Developer Notes

How to setup a developer instance of the WAeUP.Kofa, handle tests, docs etc.

The new WAeUP.Kofa is based on Grok.

Installing a developer copy

See Installation of Kofa

Documentation

With the waeup.kofa package we try to reach high standards in both, documentation and testing.

waeup.kofa makes extensive use of doctests, which this way also become both: executable (i.e. testable) examples and documentation.

Building documentation

See Building Documentation (Linux OS only)

Writing documentation

means explaining to other developers what your code does and test it at the same time. See the many .txt files in the waeup.kofa package for examples.

Testing

Tests are most important to the reliability of the waeup.kofa package. We don’t tell someone that our code works, if we cannot prove it. And we prove it by testing.

Running tests

You can run all the tests for the package by doing:

$ bin/test

If you like colored output (can improve readability of failure messages), use the -c switch:

$ bin/test -c

We have many tests in the waeup.kofa package so that sometimes you only want the functional or the unit tests to run. This can be done like this:

$ bin/test -c -u

if you want only unit tests or like this:

$ bin/test -c -f

if you only want functional tests.

Writing tests

Is a wiiide topic. For now, please see the numerous .txt files in the source. Most of the are tests.

Generally, we use z3c.testsetup for finding and setting up tests.

There are mainly two kinds of tests we use:

  • unit- or simple doctests

    These are included in test runs automatically, if they provide a marker like this somewhere (normally near top of file):

    .. :doctest:
    

    Most unit tests furthermore declare that they want to be run inside the WAeUPKofaUnitTestLayer defined in waeup.kofa.testing. This layer groks the whole waeup.kofa package, so that all ZCA components are already setup when you start your tests.

    To declare that a unit test testfile should be run inside this layer, the testfile has to provide the following line:

    .. :layer: waeup.kofa.testing.WAeUPKofaUnitTestLayer
    

    Use it, if in your tests you make use of registered components like utilities, adapters and the like.

  • integration or functional tests

    These provide a full-blown ZODB storage, so that we can emulate browser requests to the whole system. Functional tests are much more expensive in terms of memory and runtime but needed, if you want to test UI components.

    A testfile is registered as functional test on testruns when it provides a line like the following:

    :Test-Layer: functional
    

Code coverage

We want to make sure, that all aspects of our software are tested.

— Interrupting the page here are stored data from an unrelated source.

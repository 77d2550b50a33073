//! Variable timestep handling (section 3.5).

use async_trait::async_trait;
use mlcast_common::Dataset;

use super::{time_coordinate, Check, CheckContext};
use crate::report::{Report, Status};

const SECTION: &str = "3.5";
const CONSISTENT_START_ATTR: &str = "consistent_timestep_start";

pub struct VariableTimestepCheck {
    allow_variable: bool,
}

impl VariableTimestepCheck {
    pub fn new(allow_variable: bool) -> Self {
        Self { allow_variable }
    }
}

#[async_trait]
impl Check for VariableTimestepCheck {
    fn id(&self) -> &str {
        "variable_timestep"
    }

    fn section(&self) -> &str {
        SECTION
    }

    fn describe(&self) -> String {
        if self.allow_variable {
            "Variable timesteps are allowed and should be documented".to_string()
        } else {
            "Timesteps must be regular".to_string()
        }
    }

    async fn evaluate(&self, dataset: &Dataset, ctx: &CheckContext) -> Report {
        let mut report = Report::new();
        let Some(time) = time_coordinate(dataset) else {
            report.add(SECTION, "Time coordinate presence", Status::Fail, "Missing 'time' coordinate");
            return report;
        };

        let analysis = match ctx.timesteps.analyze(time) {
            Ok(analysis) => analysis,
            Err(e) => {
                report.add(
                    SECTION,
                    "Variable timestep analysis",
                    Status::Fail,
                    format!("Failed to analyze variable timesteps: {e}"),
                );
                return report;
            }
        };

        if !analysis.is_variable {
            report.add(
                SECTION,
                "Timestep consistency",
                Status::Pass,
                "Timestep is consistent throughout the dataset",
            );
            return report;
        }

        if self.allow_variable {
            report.add(
                SECTION,
                "Variable timestep handling",
                Status::Pass,
                format!(
                    "Variable timesteps detected with {} unique intervals",
                    analysis.unique_intervals
                ),
            );
        } else {
            report.add(
                SECTION,
                "Variable timestep handling",
                Status::Fail,
                "Variable timesteps detected but not allowed",
            );
        }

        if dataset.attrs.contains_key(CONSISTENT_START_ATTR) {
            report.add(
                SECTION,
                "Consistent timestep start metadata",
                Status::Pass,
                "Dataset includes 'consistent_timestep_start' metadata",
            );
        } else {
            report.add(
                SECTION,
                "Consistent timestep start metadata",
                Status::Warning,
                "Dataset has variable timesteps but is missing 'consistent_timestep_start' metadata",
            );
        }
        report
    }
}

This means, that all parts of the codes should be tested somewhere.

To tell how good our test coverage is, we can also use the testrunner (bin/test):

$ bin/test --coverage=coverage

will run the tests but also look, which parts of code were touched by them. For releases we want 100% coverage. Beware: running tests with the --coverage switch slows down tests by factor 10 or more.

The command above will output a table with percentages. Furthermore, in /parts/test/coverage you will (after the testrun) find your sources preceeded by markers which tell, how often (or none) a certain line was used in tests.

To have a more convenient cmdline interface, we also provide some shortcuts:

$ bin/coverage-detect

will run all the tests as shown above and put the results in parts/coverage-detect/coverage.

After that you can run:

$ bin/coveragereport

to get a browsable HTML representation of test coverage in coverage-report/ subdir.

Both, the coverage reports and HTML documentation generated by sphinx can be packed and put onto a website as-is.

It is also possible to generate the docs and reports nightly by a buildbot or something like this.